[Collected data]
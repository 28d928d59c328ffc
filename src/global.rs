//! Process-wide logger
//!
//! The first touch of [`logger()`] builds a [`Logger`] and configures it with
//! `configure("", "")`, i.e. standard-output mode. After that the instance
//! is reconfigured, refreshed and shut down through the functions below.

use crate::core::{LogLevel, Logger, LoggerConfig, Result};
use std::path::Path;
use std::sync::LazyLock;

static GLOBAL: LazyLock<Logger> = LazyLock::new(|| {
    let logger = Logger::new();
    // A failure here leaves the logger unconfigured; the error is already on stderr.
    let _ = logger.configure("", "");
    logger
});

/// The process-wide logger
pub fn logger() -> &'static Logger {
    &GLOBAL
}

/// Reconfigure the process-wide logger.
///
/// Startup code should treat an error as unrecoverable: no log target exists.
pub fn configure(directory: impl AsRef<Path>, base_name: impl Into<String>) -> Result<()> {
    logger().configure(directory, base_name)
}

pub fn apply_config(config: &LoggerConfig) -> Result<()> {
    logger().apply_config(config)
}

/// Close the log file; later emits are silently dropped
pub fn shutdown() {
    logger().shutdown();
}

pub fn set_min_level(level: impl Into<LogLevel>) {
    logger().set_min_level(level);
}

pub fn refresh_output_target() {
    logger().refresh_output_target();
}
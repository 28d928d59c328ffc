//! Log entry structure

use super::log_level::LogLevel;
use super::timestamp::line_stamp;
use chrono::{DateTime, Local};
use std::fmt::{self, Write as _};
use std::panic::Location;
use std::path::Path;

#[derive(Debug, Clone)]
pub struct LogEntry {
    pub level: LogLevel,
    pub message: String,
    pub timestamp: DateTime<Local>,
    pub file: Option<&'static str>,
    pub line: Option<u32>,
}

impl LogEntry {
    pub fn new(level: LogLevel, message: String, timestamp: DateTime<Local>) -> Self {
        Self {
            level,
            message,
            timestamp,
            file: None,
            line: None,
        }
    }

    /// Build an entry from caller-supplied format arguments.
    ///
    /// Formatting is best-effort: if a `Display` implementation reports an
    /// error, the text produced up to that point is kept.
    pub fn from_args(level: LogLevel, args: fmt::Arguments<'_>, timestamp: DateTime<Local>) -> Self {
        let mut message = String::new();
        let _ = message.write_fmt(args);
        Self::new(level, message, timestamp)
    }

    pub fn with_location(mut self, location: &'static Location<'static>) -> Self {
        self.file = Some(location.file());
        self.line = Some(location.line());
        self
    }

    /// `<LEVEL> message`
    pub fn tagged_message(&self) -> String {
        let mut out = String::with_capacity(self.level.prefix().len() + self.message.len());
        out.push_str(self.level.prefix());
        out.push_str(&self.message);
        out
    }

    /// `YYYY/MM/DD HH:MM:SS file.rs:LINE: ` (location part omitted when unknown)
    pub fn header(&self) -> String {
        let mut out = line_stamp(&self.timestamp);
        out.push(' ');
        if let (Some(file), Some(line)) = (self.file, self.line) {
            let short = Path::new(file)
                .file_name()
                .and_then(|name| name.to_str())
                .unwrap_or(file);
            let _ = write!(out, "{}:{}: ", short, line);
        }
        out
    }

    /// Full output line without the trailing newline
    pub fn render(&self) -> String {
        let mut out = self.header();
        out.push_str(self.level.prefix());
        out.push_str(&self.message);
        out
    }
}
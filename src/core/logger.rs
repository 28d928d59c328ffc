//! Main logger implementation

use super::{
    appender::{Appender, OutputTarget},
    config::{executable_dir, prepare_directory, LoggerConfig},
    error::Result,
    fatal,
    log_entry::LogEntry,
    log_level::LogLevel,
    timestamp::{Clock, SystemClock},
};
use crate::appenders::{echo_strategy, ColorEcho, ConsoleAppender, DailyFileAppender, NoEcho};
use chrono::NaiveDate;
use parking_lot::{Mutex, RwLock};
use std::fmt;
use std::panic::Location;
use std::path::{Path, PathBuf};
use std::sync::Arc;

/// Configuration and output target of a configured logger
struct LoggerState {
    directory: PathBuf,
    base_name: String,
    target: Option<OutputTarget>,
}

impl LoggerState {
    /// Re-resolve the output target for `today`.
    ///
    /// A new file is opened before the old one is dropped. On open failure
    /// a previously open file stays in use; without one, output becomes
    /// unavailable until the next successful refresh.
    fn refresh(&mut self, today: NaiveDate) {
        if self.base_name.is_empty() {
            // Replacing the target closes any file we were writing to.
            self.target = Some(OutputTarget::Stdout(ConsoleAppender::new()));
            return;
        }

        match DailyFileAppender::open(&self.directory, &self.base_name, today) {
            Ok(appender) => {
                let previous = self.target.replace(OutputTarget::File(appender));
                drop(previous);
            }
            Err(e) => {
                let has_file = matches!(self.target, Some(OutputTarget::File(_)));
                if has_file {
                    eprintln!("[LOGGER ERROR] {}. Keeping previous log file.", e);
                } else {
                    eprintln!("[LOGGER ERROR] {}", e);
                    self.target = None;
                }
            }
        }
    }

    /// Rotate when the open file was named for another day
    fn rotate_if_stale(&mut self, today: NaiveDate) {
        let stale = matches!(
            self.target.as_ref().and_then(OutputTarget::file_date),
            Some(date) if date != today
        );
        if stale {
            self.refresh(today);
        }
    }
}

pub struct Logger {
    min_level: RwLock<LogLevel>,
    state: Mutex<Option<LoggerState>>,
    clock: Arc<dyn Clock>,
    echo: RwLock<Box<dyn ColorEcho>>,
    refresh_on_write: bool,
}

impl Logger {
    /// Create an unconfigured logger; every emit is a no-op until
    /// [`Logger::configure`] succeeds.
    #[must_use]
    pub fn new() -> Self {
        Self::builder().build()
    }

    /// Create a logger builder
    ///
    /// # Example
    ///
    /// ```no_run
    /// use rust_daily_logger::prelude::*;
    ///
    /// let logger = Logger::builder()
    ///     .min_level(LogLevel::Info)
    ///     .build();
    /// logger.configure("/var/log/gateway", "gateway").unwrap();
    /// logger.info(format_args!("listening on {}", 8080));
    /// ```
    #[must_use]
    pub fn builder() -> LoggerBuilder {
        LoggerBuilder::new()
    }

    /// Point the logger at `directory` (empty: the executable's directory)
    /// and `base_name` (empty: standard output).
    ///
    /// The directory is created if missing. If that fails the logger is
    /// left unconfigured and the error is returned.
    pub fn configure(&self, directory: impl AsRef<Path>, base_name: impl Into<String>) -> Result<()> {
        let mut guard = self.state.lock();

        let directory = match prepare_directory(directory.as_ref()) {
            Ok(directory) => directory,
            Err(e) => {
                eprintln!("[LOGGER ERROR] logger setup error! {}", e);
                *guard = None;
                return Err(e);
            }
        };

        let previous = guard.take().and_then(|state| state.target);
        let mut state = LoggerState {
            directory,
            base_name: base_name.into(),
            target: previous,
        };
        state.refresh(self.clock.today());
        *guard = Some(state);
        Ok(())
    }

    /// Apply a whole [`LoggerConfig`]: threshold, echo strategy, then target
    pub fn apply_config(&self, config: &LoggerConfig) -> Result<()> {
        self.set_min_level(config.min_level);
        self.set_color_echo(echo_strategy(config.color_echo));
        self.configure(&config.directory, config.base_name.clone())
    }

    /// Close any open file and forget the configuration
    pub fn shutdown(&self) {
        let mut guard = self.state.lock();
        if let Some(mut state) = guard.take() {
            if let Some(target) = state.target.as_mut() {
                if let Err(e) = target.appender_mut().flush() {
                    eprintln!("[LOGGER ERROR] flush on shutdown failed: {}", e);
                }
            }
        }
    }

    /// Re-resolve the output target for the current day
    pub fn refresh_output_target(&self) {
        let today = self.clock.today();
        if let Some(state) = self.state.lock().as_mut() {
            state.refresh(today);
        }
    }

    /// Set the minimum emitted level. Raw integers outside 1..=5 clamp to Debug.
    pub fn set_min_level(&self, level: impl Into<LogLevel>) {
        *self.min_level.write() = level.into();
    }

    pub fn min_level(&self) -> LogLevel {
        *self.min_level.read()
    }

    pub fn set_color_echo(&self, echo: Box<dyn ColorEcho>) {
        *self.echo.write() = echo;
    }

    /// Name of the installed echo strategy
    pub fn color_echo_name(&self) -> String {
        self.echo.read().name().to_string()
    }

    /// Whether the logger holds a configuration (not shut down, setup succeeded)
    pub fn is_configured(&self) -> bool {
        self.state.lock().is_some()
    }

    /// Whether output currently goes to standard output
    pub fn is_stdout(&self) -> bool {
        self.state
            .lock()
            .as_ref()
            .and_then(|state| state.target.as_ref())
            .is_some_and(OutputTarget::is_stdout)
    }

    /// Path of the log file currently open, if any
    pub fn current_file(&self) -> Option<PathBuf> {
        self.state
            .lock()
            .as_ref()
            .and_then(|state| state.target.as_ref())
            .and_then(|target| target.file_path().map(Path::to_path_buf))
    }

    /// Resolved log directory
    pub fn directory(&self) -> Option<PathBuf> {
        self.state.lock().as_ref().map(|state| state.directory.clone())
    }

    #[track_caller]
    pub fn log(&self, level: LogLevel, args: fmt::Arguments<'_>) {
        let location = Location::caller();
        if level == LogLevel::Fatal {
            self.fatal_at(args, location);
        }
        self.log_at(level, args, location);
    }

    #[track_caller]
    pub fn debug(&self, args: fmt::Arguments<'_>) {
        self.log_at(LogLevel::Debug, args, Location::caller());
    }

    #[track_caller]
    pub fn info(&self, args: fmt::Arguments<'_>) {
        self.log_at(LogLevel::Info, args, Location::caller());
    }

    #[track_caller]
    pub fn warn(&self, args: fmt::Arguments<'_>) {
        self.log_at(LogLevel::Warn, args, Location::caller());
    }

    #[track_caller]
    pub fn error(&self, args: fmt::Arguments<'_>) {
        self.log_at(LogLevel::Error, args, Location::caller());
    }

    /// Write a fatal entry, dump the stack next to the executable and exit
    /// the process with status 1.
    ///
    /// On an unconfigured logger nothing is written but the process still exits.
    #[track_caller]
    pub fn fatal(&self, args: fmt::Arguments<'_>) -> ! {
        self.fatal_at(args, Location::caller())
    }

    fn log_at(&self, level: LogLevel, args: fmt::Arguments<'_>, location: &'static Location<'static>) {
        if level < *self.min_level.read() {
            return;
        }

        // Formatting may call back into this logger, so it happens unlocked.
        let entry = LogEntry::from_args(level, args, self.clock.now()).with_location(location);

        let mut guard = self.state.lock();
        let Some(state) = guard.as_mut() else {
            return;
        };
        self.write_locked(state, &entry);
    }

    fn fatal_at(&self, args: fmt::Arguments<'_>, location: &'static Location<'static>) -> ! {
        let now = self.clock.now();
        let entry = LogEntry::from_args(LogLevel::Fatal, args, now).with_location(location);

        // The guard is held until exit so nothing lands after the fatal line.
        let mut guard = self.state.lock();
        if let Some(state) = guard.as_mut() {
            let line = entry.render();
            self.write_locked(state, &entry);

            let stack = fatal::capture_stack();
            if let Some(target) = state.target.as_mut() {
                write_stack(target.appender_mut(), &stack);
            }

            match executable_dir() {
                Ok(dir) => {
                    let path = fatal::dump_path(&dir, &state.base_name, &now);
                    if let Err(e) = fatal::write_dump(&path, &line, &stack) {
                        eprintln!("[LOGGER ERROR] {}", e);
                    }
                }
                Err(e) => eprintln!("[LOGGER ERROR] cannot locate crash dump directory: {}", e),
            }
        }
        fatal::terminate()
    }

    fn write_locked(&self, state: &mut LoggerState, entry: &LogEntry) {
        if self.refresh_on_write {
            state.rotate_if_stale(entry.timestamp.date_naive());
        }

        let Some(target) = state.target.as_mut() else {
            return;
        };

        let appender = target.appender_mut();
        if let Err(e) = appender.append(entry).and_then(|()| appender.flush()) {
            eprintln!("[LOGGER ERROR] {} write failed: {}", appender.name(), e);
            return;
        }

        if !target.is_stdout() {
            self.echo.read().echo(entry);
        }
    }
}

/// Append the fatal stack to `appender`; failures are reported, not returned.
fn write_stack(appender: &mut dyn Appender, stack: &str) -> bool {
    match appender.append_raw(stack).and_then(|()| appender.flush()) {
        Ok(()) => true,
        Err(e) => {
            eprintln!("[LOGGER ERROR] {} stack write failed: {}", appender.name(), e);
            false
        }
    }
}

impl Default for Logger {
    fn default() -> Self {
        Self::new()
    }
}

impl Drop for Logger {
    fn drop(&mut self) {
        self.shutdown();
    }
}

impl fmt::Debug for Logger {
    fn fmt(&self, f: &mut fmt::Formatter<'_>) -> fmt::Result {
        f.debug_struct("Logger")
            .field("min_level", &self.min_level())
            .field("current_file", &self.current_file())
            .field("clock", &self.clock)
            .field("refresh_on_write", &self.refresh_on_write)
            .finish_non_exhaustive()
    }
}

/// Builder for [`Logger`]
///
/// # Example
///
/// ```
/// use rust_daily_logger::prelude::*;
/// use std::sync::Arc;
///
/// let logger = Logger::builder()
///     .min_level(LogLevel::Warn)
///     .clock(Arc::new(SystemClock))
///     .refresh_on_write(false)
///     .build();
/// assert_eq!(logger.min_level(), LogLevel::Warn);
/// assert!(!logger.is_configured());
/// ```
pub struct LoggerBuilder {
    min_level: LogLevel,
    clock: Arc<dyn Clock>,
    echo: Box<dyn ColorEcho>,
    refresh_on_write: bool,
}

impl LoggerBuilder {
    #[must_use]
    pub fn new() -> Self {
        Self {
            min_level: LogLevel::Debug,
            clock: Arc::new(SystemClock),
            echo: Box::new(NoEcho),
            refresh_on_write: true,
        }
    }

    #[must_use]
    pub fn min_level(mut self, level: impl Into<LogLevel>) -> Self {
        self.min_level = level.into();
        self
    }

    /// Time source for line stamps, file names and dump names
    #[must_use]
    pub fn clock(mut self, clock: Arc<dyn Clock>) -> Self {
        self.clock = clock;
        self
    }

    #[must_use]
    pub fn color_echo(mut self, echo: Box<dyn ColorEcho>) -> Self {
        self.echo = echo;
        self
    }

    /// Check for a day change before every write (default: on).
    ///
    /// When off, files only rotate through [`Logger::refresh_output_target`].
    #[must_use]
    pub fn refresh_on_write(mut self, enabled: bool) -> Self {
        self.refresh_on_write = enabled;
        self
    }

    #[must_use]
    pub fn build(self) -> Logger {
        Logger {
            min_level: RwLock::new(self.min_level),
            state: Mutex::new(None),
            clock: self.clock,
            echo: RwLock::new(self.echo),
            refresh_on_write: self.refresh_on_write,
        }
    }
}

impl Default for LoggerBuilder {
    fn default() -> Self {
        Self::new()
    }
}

◆ **TASK TO COMPLETE**:
Transcribe the records above exactly, beginning at the line that contains "the current day" and ending with the line that contains "to standard output", both included, and nothing else.

◆ **YOUR RESPONSE**:
    /// Re-resolve the output target for the current day
    pub fn refresh_output_target(&self) {
        let today = self.clock.today();
        if let Some(state) = self.state.lock().as_mut() {
            state.refresh(today);
        }
    }

    /// Set the minimum emitted level. Raw integers outside 1..=5 clamp to Debug.
    pub fn set_min_level(&self, level: impl Into<LogLevel>) {
        *self.min_level.write() = level.into();
    }

    pub fn min_level(&self) -> LogLevel {
        *self.min_level.read()
    }

    pub fn set_color_echo(&self, echo: Box<dyn ColorEcho>) {
        *self.echo.write() = echo;
    }

    /// Name of the installed echo strategy
    pub fn color_echo_name(&self) -> String {
        self.echo.read().name().to_string()
    }

    /// Whether the logger holds a configuration (not shut down, setup succeeded)
    pub fn is_configured(&self) -> bool {
        self.state.lock().is_some()
    }

    /// Whether output currently goes to standard output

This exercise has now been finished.